### EXERCISE GOAL
Within the records, find every line that includes the word "metadata" and copy it.

### RECORDS FOR PROCESSING
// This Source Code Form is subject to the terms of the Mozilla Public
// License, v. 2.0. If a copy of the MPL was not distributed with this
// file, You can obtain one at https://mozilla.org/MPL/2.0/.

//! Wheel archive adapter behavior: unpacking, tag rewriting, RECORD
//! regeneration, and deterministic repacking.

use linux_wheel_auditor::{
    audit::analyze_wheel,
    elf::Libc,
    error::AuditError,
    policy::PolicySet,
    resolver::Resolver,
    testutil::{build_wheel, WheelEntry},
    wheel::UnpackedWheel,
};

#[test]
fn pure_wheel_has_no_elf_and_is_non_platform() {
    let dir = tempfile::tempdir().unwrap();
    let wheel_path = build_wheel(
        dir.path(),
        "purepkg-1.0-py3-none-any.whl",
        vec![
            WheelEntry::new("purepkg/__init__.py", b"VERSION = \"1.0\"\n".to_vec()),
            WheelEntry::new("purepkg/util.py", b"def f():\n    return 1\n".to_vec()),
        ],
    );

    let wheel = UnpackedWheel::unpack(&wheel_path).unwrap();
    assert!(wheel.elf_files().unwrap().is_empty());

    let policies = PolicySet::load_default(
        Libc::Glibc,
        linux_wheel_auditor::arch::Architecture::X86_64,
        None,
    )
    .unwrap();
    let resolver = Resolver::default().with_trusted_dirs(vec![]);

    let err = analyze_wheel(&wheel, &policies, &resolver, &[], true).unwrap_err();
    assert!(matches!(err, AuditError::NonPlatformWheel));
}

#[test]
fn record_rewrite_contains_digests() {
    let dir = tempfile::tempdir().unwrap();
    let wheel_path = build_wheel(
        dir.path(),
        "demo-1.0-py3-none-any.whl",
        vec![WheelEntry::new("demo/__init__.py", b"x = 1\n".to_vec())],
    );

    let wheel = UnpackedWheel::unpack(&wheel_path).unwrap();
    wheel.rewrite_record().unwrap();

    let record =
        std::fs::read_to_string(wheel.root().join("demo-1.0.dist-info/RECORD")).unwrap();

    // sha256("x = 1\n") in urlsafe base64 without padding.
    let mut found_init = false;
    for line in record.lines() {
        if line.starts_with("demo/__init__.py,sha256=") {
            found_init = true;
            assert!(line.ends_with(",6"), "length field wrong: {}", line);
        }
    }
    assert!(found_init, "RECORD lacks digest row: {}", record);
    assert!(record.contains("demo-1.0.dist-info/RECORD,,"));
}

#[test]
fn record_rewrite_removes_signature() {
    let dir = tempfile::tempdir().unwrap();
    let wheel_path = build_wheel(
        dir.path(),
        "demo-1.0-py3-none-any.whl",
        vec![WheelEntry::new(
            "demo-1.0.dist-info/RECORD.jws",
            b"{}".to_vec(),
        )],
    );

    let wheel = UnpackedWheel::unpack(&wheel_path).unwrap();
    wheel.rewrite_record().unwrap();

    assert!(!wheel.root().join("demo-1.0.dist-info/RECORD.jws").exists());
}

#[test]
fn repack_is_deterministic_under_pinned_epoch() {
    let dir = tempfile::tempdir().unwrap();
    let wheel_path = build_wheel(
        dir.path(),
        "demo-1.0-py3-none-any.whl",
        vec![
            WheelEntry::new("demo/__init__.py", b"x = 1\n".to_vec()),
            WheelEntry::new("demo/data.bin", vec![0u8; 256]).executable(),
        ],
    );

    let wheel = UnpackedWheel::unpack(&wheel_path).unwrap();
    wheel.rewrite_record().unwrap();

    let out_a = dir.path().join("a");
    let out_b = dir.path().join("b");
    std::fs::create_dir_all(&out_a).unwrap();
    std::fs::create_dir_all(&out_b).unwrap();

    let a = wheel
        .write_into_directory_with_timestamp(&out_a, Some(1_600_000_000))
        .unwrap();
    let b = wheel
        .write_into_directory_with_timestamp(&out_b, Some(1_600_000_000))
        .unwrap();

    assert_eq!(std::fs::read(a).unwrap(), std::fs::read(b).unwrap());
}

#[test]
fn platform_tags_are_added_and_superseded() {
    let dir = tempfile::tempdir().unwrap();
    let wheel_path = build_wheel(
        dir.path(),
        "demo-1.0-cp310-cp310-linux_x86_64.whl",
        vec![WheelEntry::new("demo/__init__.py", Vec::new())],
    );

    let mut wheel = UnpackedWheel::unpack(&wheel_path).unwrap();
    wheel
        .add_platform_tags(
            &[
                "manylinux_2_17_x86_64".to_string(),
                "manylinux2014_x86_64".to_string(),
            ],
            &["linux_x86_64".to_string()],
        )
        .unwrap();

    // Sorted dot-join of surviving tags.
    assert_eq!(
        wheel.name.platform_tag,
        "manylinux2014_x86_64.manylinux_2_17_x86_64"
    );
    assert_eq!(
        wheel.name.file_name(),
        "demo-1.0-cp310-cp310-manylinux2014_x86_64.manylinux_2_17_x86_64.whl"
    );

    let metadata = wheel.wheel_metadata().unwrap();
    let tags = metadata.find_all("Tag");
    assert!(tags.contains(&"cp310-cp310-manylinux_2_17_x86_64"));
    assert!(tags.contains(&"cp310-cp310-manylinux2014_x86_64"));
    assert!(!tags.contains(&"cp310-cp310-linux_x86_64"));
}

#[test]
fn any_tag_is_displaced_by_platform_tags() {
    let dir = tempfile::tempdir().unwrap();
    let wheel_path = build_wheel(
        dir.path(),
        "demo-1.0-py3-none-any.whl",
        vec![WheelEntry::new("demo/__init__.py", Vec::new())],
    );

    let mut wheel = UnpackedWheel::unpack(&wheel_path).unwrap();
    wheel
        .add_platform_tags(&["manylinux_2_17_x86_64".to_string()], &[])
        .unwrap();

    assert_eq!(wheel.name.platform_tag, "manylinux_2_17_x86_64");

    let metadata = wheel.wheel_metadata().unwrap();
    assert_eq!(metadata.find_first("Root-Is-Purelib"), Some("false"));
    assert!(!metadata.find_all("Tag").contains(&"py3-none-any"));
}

* * *

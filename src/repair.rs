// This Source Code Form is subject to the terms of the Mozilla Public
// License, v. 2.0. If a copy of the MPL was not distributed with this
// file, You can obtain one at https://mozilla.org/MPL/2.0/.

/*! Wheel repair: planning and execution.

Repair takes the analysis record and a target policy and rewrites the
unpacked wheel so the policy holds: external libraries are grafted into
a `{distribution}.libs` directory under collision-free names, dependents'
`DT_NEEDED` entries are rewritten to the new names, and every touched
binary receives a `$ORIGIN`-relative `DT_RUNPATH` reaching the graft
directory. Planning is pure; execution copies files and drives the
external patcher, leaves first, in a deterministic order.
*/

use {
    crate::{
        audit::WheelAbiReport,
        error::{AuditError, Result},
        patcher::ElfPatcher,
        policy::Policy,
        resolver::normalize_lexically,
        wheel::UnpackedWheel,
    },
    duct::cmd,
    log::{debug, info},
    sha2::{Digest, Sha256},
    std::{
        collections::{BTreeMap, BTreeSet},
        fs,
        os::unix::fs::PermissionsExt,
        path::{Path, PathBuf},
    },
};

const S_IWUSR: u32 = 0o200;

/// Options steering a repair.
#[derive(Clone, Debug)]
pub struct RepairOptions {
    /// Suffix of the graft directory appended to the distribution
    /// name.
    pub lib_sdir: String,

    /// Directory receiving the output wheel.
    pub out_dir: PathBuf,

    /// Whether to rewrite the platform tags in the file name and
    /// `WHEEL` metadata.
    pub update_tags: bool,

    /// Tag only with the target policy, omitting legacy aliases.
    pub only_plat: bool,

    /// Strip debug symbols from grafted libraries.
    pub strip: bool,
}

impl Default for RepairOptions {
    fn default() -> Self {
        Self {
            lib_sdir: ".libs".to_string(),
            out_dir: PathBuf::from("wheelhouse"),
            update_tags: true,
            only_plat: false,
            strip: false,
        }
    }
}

### ANSWER TO THIS PROBLEM
    let metadata = wheel.wheel_metadata().unwrap();
    let tags = metadata.find_all("Tag");
    let metadata = wheel.wheel_metadata().unwrap();
    assert_eq!(metadata.find_first("Root-Is-Purelib"), Some("false"));
    assert!(!metadata.find_all("Tag").contains(&"py3-none-any"));
    /// `WHEEL` metadata.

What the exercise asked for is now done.